I would say it's obviously a conscious decision to pay it forward to the community that I come from, but I think there's also political motivations behind it. I think I really take it upon myself to course-correct the prevailing image that Baltimore has to the outside world, because I know it to not be true. Or, at the very least, I know that it's very incomplete. So I felt like I had an opportunity to really try to paint a more complete picture. I had spent enough time outside of home to realize that people still had such a limited concept of what the city was. I know too many talented people. Why would I not use this platform to shed light on them? I thought it was a goldmine. For me to know that much cool shit that was happening between Baltimore and D.C., and for it to not have any national coverage, I was like, “This is how I separate myself from everybody.” I can obviously still talk about the national and international music scenes, which I did, but I always looked at it like: the way I distinguish myself from everybody else is to mine the community that I come from.
Totally. Something I wanted to ask you about your book: A big mistake I see in people writing about their youth is that it's not honest. Like, they will write about themselves through the lens of being an enlightened adult and pretend that the mistakes of their past didn't exist, but yours doesn't do that. How did you get into the mindset of your teenage self when you were sitting down to write?

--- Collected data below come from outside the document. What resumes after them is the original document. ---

//! Event types for different topics.

use serde::{Deserialize, Serialize};

use hunt_core::{
    ActorId, Combatant, CombatantId, EncounterId, HitOutcome, Rewind, RoundAdvance, RoundTick,
    TurnAdvance,
};

use crate::roll::AttackRoll;

/// Encounter sequencing events.
#[derive(Debug, Clone, Serialize, Deserialize)]
pub enum CombatEvent {
    Started {
        encounter: EncounterId,
    },
    TurnAdvanced {
        encounter: EncounterId,
        advance: TurnAdvance,
    },
    /// Also published when a turn advance wraps into a new round.
    RoundStarted {
        encounter: EncounterId,
        round: RoundAdvance,
    },
    Rewound {
        encounter: EncounterId,
        rewind: Rewind,
    },
    CombatantAdded {
        encounter: EncounterId,
        combatant: Combatant,
    },
    CombatantRemoved {
        encounter: EncounterId,
        combatant: CombatantId,
    },
    Ended {
        encounter: EncounterId,
    },
}

/// Monster sheet events.
#[derive(Debug, Clone, Serialize, Deserialize)]
pub enum MonsterEvent {
    HitResolved {
        monster: ActorId,
        attacker: String,
        outcome: HitOutcome,
    },
    RoundTicked {
        monster: ActorId,
        tick: RoundTick,
    },
    AttackCommitted {
        monster: ActorId,
        damage: u32,
        stamina: u32,
        exhausted: bool,
    },
}

/// Dice events.
#[derive(Debug, Clone, Serialize, Deserialize)]
pub enum RollEvent {
    AttackRolled { attacker: String, roll: AttackRoll },
}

I would say the majority of the things that I wrote about in the book are those things that just kind of stuck with me throughout life. So when it came time to write about it, I probably already talked about a lot of those things to people anyway.

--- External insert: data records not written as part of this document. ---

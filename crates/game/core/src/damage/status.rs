use crate::state::StatusTrack;

use super::DamageEvent;

/// Adds `element_damage` to a buildup track and triggers it when the
/// threshold is reached.
///
/// On trigger the buildup resets, the trigger count increases, the threshold
/// escalates and the effect timer restarts at `(effectivity + 1) * 2` rounds.
pub fn feed_status(
    name: &str,
    track: &mut StatusTrack,
    element_damage: u32,
    step: u32,
) -> Option<DamageEvent> {
    track.value = track.value.saturating_add(element_damage);
    if track.value < track.current_limit {
        return None;
    }

    track.num += 1;
    track.value = 0;
    track.current_limit = track.limit_after(track.num, step);
    track.rounds_remaining = track.effect_duration();

    tracing::info!(
        status = name,
        num = track.num,
        next_limit = track.current_limit,
        rounds = track.rounds_remaining,
        "status triggered"
    );

    Some(DamageEvent::StatusTriggered {
        status: name.to_owned(),
        num: track.num,
        rounds: track.rounds_remaining,
    })
}

/// Per-round decay: one round off the effect timer, `degradation` off the buildup.
pub fn decay_status(track: &mut StatusTrack) {
    track.rounds_remaining = track.rounds_remaining.saturating_sub(1);
    track.value = track.value.saturating_sub(track.degradation);
}

#[cfg(test)]
mod tests {
    use super::*;
    use crate::state::StatusTrackSpec;

    fn track(initial_res: u32, next_res: u32, max_res: u32) -> StatusTrack {
        StatusTrack::new(StatusTrackSpec {
            initial_res,
            next_res,
            max_res,
            effectivity: 1,
            degradation: 15,
        })
    }

    #[test]
    fn single_trigger_escalates_threshold() {
        let mut poison = track(1, 1, 3);
        assert_eq!(poison.current_limit, 50);

        let event = feed_status("poison", &mut poison, 60, 50);

        assert_eq!(
            event,
            Some(DamageEvent::StatusTriggered {
                status: "poison".to_owned(),
                num: 1,
                rounds: 4
            })
        );
        assert_eq!(poison.num, 1);
        assert_eq!(poison.value, 0);
        assert_eq!(poison.current_limit, 100);
        assert_eq!(poison.rounds_remaining, 4);
    }

    #[test]
    fn below_threshold_only_accumulates() {
        let mut sleep = track(2, 1, 2);
        assert_eq!(feed_status("sleep", &mut sleep, 60, 50), None);
        assert_eq!(feed_status("sleep", &mut sleep, 39, 50), None);
        assert_eq!(sleep.value, 99);
        assert_eq!(sleep.num, 0);
    }

    #[test]
    fn limit_after_n_triggers_matches_formula() {
        let (initial_res, next_res, max_res) = (2, 3, 2);
        let mut blast = track(initial_res, next_res, max_res);

        for n in 1..=6 {
            let needed = blast.current_limit;
            assert!(feed_status("blast", &mut blast, needed, 50).is_some());
            assert_eq!(blast.num, n);
            assert_eq!(
                blast.current_limit,
                50 * initial_res + 50 * next_res * n.min(max_res)
            );
        }
    }

    #[test]
    fn oversized_resistances_and_buildup_saturate() {
        let mut dragon = track(u32::MAX, u32::MAX, 5);
        assert_eq!(dragon.current_limit, u32::MAX);

        assert_eq!(feed_status("dragon", &mut dragon, u32::MAX - 1, 50), None);
        assert!(feed_status("dragon", &mut dragon, u32::MAX, 50).is_some());
        assert_eq!(dragon.current_limit, u32::MAX);
    }

    #[test]
    fn decay_floors_at_zero() {
        let mut para = track(1, 1, 1);
        para.value = 10;
        para.rounds_remaining = 2;

        decay_status(&mut para);
        assert_eq!((para.value, para.rounds_remaining), (0, 1));

        decay_status(&mut para);
        decay_status(&mut para);
        assert_eq!((para.value, para.rounds_remaining), (0, 0));
    }
}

I was reading a memoir recently by a musician that I won't name. And the way he writes about being a kid and being like, “Gosh, I didn't understand what the big deal was about being gay.” And it's like, get out of here, dude. It felt so dishonest. But I really appreciated that in your book, you wrote about how, growing up Christian, that was a world that was really foreign to you, and how ingratiating yourself with the queer community in the music scene in Baltimore really opened you up creatively. We got to see your evolution as a person.
Exactly. It would be disingenuous to act like we're not conditioned that way in a society. It's more normal for a young boy growing up in American society to be homophobic. To act like that's not the case, it's just dishonest. It's funny, because I think a lot of my friends who are queer, who are some of my closest friends, I always kind of get bashful and give them pushback when they frame me as this really open-minded person who was welcoming and all of these things. Which, I mean, sure, maybe I am, but I was really open and honest some years back with my friend Abdu [Ali]. I was like, you know, when we first became friends, that wasn't easy for me. I had to think about who's going to think I'm gay because I hang out with a gay person. I even had people in my family be like, “Is there something you're not telling us?” Just interrogating me in a really aggressive way to a point where, early in our friendship, I had the thought that maybe it's not worth being friends with this person because it's just draining. But then I had to step back and be like, if I feel like this, just as a new friend of this person, I can only imagine what this person goes through just being themselves. So, that feels dumb, to submit to that.
What advice would you give to someone who wants to write about their life, specifically in relation to music, in a really honest way?
I would say the thing that you would not want people to know that you listen to or engage with is probably the thing that you should write about the most, because that's the thing that's going to actually make you interesting. Like, everybody listened to Jay Z. I don't want to hear a person talk about how Jay Z changed their lives, no disrespect to Jay Z. If you can find the things that you experimented with in order to reach who you are, I think those are the things [to focus on].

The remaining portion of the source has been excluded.